After all, the story that’s told at Christmas is all about change, displacement, the absence of a resting place. Mary and Joseph make their legendary journey. Displaced from their home for political reasons, they go to a place they have to be and, upon arriving, discover there is no place for them to be. It makes me consider the idea that maybe no place is home.

The shepherds, already sitting in fields in the middle of nowhere, are summoned by an aurora borealis of chorusing angels to go to some other little nowhere for God-knows-what reason. Their hallucinatory meandering toward Bethlehem comforts me when I find myself wandering in the mystery of things.

The Wise Men were hired to do one job and ended up doing quite another one entirely, which probably pissed off the king who’d hired them. If wise men can live with abrupt and radical changes in their plans, I should be no less wise than they.

The darkness of early winter confronts me with the perilous truth that, though I can’t really see it, I—we, all of us—are always in transit, always losing what we had, never to have it, at least not in the same way, ever, ever again.

That would make me horribly sad, except that the darkness of early winter also reminds me of this: “Plus ca change, plus la meme chose”—the more things change, the more they stay the same.

It’s easy to become sardonic about this “season of giving.” Still, I do think that for lots of people, giving presents is a kind of symbolic way to express a faith in unfailing love—the kind of love that’s bigger than our best intentions.

Unfailing love doesn’t abandon, but abides throughout lives of change. Friends of mine, at their wedding, made the bold promise to love each others’ bodies as they age. I heard those words as a kind of confession of faith: that the more love changes, the more it remains the same.

So I come up against this paradox: that the more things change, the more things change; and that the more things change, the more they stay the same.

It’s as if we live in two contradictory worlds, simultaneously: One is a world of apparent stillness—that in reality is changing at a breakneck and terrifying pace, within us and around us.

The other is the world of an apparently quiet and distant God—where, strangely, in the love of those around us we sometimes find all we need to know of what’s divine.

But the paradox begs the practical question, which is how to live in the fast-flying moments of our decaying lives while at the same time luxuriating in the love that will not let us go, the love that sages and artists and children and dreamers would never dare to disparage?
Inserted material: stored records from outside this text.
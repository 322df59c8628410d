//! Splitting a token stream into construct blocks.
//!
//! A block runs from its begin keyword to the nearest following end keyword.
//! Nested blocks (language systems in a script, features in a language system,
//! enumerations in a group) are found by running the same extraction over the
//! parent block's tokens.

use log::trace;

use crate::{error::Error, lexer::Token, parse::Parser};

#[derive(Clone, Copy, Debug, PartialEq, Eq, Hash)]
pub(crate) enum BlockKind {
    Glyph,
    Script,
    LangSys,
    Feature,
    Group,
    Enum,
    /// Either kind of lookup; see [`SourceBlocks`].
    Lookup,
    Anchor,
}

impl BlockKind {
    fn begin(self) -> &'static str {
        match self {
            BlockKind::Glyph => "DEF_GLYPH",
            BlockKind::Script => "DEF_SCRIPT",
            BlockKind::LangSys => "DEF_LANGSYS",
            BlockKind::Feature => "DEF_FEATURE",
            BlockKind::Group => "DEF_GROUP",
            BlockKind::Enum => "ENUM",
            BlockKind::Lookup => "DEF_LOOKUP",
            BlockKind::Anchor => "DEF_ANCHOR",
        }
    }

    fn ends(self) -> &'static [&'static str] {
        match self {
            BlockKind::Glyph => &["END_GLYPH"],
            BlockKind::Script => &["END_SCRIPT"],
            BlockKind::LangSys => &["END_LANGSYS"],
            BlockKind::Feature => &["END_FEATURE"],
            BlockKind::Group => &["END_GROUP"],
            BlockKind::Enum => &["END_ENUM"],
            BlockKind::Lookup => &["END_SUBSTITUTION", "END_POSITION"],
            BlockKind::Anchor => &["END_ANCHOR"],
        }
    }
}

/// The tokens of one construct, including its begin and end keywords.
#[derive(Clone, Copy, Debug)]
pub(crate) struct Block<'a> {
    pub(crate) tokens: &'a [Token],
}

impl<'a> Block<'a> {
    /// The line the block starts on.
    pub(crate) fn line(&self) -> usize {
        self.tokens.first().map(|t| t.line).unwrap_or(1)
    }

    pub(crate) fn parser(&self) -> Parser<'a> {
        Parser::new(self.tokens)
    }

    fn contains(&self, word: &str) -> bool {
        self.tokens.iter().any(|t| t.is_word(word))
    }
}

/// Find every block of `kind` in `tokens`, left to right.
pub(crate) fn extract(tokens: &[Token], kind: BlockKind) -> Result<Vec<Block<'_>>, Error> {
    let mut blocks = Vec::new();
    let mut pos = 0;
    while let Some(start) = tokens[pos..]
        .iter()
        .position(|t| t.is_word(kind.begin()))
        .map(|i| pos + i)
    {
        let end = tokens[start + 1..]
            .iter()
            .position(|t| t.is_any_word(kind.ends()))
            .map(|i| start + 1 + i)
            .ok_or_else(|| {
                Error::parse(
                    tokens[start].line,
                    format!("{} without {}", kind.begin(), kind.ends().join(" or ")),
                )
            })?;
        blocks.push(Block {
            tokens: &tokens[start..=end],
        });
        pos = end + 1;
    }
    trace!("found {} {kind:?} blocks", blocks.len());
    Ok(blocks)
}

/// The first token of a parent body that is not part of any of `children`.
///
/// `rest` is the body after the parent's header, ending with its closing
/// keyword; `children` must have been extracted from `rest`.
pub(crate) fn first_stray<'a>(rest: &'a [Token], children: &[Block]) -> Option<&'a Token> {
    let mut pos = 0;
    for child in children {
        let Some(start) = child.tokens.first() else {
            continue;
        };
        if let Some(token) = rest.get(pos).filter(|t| !std::ptr::eq(*t, start)) {
            return Some(token);
        }
        pos += child.tokens.len();
    }
    rest[..rest.len().saturating_sub(1)].get(pos)
}

/// The top-level blocks of a VOLT source.
#[derive(Debug, Default)]
pub(crate) struct SourceBlocks<'a> {
    pub(crate) glyphs: Vec<Block<'a>>,
    pub(crate) scripts: Vec<Block<'a>>,
    pub(crate) groups: Vec<Block<'a>>,
    pub(crate) substitutions: Vec<Block<'a>>,
    pub(crate) positions: Vec<Block<'a>>,
    pub(crate) anchors: Vec<Block<'a>>,
}

impl<'a> SourceBlocks<'a> {
    pub(crate) fn extract(tokens: &'a [Token]) -> Result<Self, Error> {
        let mut substitutions = Vec::new();
        let mut positions = Vec::new();
        for lookup in extract(tokens, BlockKind::Lookup)? {
            let is_sub = lookup.tokens.last().is_some_and(|t| t.is_word("END_SUBSTITUTION"));
            match (is_sub, lookup.contains("AS_SUBSTITUTION"), lookup.contains("AS_POSITION")) {
                (true, true, _) => substitutions.push(lookup),
                (false, _, true) => positions.push(lookup),
                _ => {
                    return Err(Error::parse(
                        lookup.line(),
                        "lookup body does not match its END_SUBSTITUTION/END_POSITION",
                    ))
                }
            }
        }
        Ok(SourceBlocks {
            glyphs: extract(tokens, BlockKind::Glyph)?,
            scripts: extract(tokens, BlockKind::Script)?,
            groups: extract(tokens, BlockKind::Group)?,
            substitutions,
            positions,
            anchors: extract(tokens, BlockKind::Anchor)?,
        })
    }
}

#[cfg(test)]
mod tests {
    use super::*;
    use crate::lexer::tokenize;

    fn texts(block: &Block) -> Vec<String> {
        block.tokens.iter().map(|t| t.to_string()).collect()
    }

    #[test]
    fn extracts_in_order() {
        let tokens = tokenize(
            "DEF_GLYPH \"a\" ID 1 END_GLYPH junk DEF_GLYPH \"b\" ID 2 END_GLYPH",
        )
        .unwrap();
        let blocks = extract(&tokens, BlockKind::Glyph).unwrap();
        assert_eq!(blocks.len(), 2);
        assert_eq!(
            texts(&blocks[1]),
            vec!["DEF_GLYPH", "\"b\"", "ID", "2", "END_GLYPH"]
        );
    }

    #[test]
    fn missing_end() {
        let tokens = tokenize("DEF_GLYPH \"a\" ID 1 END_GLYPH\nDEF_GLYPH \"b\" ID 2").unwrap();
        let err = extract(&tokens, BlockKind::Glyph).unwrap_err();
        assert_eq!(err.to_string(), "line 2: DEF_GLYPH without END_GLYPH");
    }

    #[test]
    fn nested_extraction_uses_parent_tokens() {
        let tokens = tokenize(
            "DEF_SCRIPT TAG \"latn\"
             DEF_LANGSYS TAG \"dflt\" END_LANGSYS
             DEF_LANGSYS TAG \"TRK \" END_LANGSYS
             END_SCRIPT
             DEF_LANGSYS TAG \"xxxx\" END_LANGSYS",
        )
        .unwrap();
        let scripts = extract(&tokens, BlockKind::Script).unwrap();
        assert_eq!(scripts.len(), 1);
        let lang_systems = extract(scripts[0].tokens, BlockKind::LangSys).unwrap();
        assert_eq!(lang_systems.len(), 2);
        assert_eq!(lang_systems[1].line(), 3);
    }

    #[test]
    fn lookups_are_split_by_kind() {
        let tokens = tokenize(
            "DEF_LOOKUP \"kern\" IN_CONTEXT END_CONTEXT AS_POSITION ADJUST_PAIR END_ADJUST END_POSITION
             DEF_LOOKUP \"liga\" IN_CONTEXT END_CONTEXT AS_SUBSTITUTION
             SUB GLYPH \"f\" GLYPH \"i\" WITH GLYPH \"fi\" END_SUB
             END_SUBSTITUTION",
        )
        .unwrap();
        let blocks = SourceBlocks::extract(&tokens).unwrap();
        assert_eq!(blocks.positions.len(), 1);
        assert_eq!(blocks.substitutions.len(), 1);
        assert_eq!(blocks.substitutions[0].line(), 2);
    }

    #[test]
    fn stray_tokens_between_children() {
        let tokens = tokenize(
            "DEF_SCRIPT TAG \"latn\"
             DEF_LANGSYS TAG \"dflt\" END_LANGSYS
             JUNK
             DEF_LANGSYS TAG \"TRK \" END_LANGSYS
             END_SCRIPT",
        )
        .unwrap();
        let script = extract(&tokens, BlockKind::Script).unwrap()[0];
        let rest = &script.tokens[3..];
        let children = extract(rest, BlockKind::LangSys).unwrap();
        let stray = first_stray(rest, &children).unwrap();
        assert_eq!((stray.to_string(), stray.line), ("JUNK".to_string(), 3));

        let tokens =
            tokenize("DEF_SCRIPT TAG \"latn\" DEF_LANGSYS TAG \"dflt\" END_LANGSYS END_SCRIPT")
                .unwrap();
        let rest = &tokens[3..];
        let children = extract(rest, BlockKind::LangSys).unwrap();
        assert!(first_stray(rest, &children).is_none());
    }

    #[test]
    fn stray_tokens_after_children() {
        let tokens = tokenize("DEF_GROUP \"g\" ENUM END_ENUM GLYPH \"a\" END_GROUP").unwrap();
        let rest = &tokens[2..];
        let children = extract(rest, BlockKind::Enum).unwrap();
        assert_eq!(first_stray(rest, &children).unwrap().to_string(), "GLYPH");
    }

    #[test]
    fn mismatched_lookup_end() {
        let tokens =
            tokenize("DEF_LOOKUP \"x\" AS_POSITION END_SUBSTITUTION").unwrap();
        assert!(SourceBlocks::extract(&tokens).is_err());
    }
}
Years ago a friend of mine from graduate school—a painter, a poet, a passionately brilliant student—was, to the dismay of friends, planning on becoming a Southern Baptist missionary in Argentina. It would be a far cry from the life of the intellect she was leading at the University of Virginia. I wondered if she would ever be able to harmonize her commitments and her passions, which seemed so at odds with one another.

She seemed unsure of this herself. But she loved her God, she loved her husband and children. And poetry is portable. So she took up this sojourn in a strange land.

She wrote in a poem, describing one of their first nights, before their furniture and books and usual possessions had arrived from Virginia:

“We make,” she said, “of nothing but our bodies, home.”

It’s true we are in transit in all the mortal ways: living in a shifting, spinning, exploding, drifting and decaying world.

But however you regard the homeless Christmas baby, on his myth-sized bed of straw, he invites the wild imagining that divinity could be at home in nothing but a baby’s body. And I can’t come up with a better way to live in the thickets of paradox than to risk the hope that this is so—that in wild faith we can make, of nothing but our bodies, home.